• **Prompt**: Give back an exact copy of the lines in the records below, from the line that has "let has = servers" through the line that has "that UTC day.", and nothing besides.

::::

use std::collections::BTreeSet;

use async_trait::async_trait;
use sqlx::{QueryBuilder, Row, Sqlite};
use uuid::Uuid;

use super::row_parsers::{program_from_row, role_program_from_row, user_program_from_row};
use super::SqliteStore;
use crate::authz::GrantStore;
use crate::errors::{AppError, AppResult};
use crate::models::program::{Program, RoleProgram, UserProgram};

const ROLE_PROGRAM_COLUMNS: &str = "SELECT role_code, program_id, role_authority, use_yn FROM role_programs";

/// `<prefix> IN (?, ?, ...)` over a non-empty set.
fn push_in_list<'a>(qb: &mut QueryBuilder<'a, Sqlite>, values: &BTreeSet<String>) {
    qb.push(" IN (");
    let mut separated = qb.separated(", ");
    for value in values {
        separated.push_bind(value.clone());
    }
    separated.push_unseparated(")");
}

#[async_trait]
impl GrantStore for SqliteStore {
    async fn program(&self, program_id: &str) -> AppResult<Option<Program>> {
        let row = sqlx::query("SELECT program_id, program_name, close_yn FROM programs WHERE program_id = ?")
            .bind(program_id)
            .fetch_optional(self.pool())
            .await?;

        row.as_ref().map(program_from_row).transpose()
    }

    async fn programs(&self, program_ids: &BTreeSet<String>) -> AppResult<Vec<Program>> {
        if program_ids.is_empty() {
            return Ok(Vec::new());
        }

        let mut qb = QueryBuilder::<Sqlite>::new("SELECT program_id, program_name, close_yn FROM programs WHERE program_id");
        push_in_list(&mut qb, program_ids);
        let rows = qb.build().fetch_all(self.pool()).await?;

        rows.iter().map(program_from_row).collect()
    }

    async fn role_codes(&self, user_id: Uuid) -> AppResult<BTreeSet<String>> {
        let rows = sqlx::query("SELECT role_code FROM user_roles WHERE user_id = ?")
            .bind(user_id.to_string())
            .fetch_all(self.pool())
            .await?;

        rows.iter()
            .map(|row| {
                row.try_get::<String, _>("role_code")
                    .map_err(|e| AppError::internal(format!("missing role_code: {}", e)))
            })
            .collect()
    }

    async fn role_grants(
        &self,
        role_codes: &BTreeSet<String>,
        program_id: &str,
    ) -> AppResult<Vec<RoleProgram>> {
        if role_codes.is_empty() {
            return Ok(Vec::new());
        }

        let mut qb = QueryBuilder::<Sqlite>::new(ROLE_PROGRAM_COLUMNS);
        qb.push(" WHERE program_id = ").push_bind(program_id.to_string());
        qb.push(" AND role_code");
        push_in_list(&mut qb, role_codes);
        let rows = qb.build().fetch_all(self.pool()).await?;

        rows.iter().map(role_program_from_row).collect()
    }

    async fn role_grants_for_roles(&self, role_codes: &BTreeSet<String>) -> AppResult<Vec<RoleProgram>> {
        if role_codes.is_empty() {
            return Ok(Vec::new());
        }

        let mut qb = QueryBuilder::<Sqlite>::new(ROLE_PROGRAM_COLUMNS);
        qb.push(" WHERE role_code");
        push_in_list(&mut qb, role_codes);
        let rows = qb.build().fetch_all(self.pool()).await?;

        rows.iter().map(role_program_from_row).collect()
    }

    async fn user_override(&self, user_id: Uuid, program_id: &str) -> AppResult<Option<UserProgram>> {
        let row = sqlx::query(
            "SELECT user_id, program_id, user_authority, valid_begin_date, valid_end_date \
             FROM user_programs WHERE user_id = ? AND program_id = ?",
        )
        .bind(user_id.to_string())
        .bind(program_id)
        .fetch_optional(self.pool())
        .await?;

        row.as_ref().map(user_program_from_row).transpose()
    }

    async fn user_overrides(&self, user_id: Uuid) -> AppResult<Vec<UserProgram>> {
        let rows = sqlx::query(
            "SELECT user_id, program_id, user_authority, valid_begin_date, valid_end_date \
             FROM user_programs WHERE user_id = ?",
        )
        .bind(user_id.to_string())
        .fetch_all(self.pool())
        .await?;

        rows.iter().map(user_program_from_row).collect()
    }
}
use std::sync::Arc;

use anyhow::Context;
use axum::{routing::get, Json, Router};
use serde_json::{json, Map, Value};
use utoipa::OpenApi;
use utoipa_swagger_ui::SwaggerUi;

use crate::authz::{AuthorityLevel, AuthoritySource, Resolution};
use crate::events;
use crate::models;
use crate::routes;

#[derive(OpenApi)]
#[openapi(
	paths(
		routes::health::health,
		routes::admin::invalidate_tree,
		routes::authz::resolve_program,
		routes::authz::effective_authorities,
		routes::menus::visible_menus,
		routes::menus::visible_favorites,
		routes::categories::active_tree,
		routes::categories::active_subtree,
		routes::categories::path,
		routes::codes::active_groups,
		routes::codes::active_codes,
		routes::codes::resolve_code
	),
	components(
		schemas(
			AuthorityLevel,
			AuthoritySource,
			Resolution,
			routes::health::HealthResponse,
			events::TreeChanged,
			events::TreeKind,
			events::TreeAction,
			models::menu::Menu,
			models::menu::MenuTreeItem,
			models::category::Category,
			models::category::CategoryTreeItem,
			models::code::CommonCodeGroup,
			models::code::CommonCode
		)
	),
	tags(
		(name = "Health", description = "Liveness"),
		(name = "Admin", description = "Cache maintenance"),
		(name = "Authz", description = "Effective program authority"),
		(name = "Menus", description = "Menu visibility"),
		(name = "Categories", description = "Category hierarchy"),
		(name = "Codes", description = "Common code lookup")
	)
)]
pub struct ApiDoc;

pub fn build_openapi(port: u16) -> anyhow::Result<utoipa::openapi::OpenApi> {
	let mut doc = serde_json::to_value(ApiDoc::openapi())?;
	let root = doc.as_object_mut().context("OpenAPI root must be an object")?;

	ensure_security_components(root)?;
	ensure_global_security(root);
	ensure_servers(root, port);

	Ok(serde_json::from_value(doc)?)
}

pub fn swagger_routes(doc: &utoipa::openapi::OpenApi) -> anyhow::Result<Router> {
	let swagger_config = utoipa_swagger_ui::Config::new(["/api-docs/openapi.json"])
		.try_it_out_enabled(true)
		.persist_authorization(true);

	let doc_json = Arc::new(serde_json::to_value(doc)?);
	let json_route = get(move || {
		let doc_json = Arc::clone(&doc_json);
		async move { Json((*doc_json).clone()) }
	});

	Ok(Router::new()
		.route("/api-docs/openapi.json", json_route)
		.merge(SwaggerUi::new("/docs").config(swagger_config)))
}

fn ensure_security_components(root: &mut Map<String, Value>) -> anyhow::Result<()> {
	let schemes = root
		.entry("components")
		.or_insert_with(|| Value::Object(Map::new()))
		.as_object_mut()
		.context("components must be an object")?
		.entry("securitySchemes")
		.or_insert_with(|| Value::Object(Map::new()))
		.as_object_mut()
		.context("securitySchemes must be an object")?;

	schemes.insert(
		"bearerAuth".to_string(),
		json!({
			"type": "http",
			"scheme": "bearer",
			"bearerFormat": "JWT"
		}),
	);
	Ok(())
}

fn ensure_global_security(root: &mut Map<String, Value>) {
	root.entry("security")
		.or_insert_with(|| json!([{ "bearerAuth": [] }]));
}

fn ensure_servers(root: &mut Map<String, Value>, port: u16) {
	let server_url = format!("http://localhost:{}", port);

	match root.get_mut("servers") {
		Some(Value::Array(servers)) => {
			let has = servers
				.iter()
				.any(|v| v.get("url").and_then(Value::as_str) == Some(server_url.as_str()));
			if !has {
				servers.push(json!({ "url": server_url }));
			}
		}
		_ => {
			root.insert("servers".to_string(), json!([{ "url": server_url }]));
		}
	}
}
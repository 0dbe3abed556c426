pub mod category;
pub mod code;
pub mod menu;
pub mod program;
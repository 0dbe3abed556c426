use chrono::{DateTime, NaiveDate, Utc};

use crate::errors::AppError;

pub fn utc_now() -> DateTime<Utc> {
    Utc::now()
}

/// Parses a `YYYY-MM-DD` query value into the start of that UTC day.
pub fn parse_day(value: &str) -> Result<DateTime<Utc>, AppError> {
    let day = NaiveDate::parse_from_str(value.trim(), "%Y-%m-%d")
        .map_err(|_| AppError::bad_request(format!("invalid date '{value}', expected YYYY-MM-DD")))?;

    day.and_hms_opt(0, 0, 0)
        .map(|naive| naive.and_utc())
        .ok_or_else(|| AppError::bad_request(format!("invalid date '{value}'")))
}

::::

• **Solution below**:
			let has = servers
				.iter()
				.any(|v| v.get("url").and_then(Value::as_str) == Some(server_url.as_str()));
			if !has {
				servers.push(json!({ "url": server_url }));
			}
		}
		_ => {
			root.insert("servers".to_string(), json!([{ "url": server_url }]));
		}
	}
}
repository 0dbe3abed556c426
pub mod category;
pub mod code;
pub mod menu;
pub mod program;
repository 0dbe3abed556c426
use chrono::{DateTime, NaiveDate, Utc};

use crate::errors::AppError;

pub fn utc_now() -> DateTime<Utc> {
    Utc::now()
}

/// Parses a `YYYY-MM-DD` query value into the start of that UTC day.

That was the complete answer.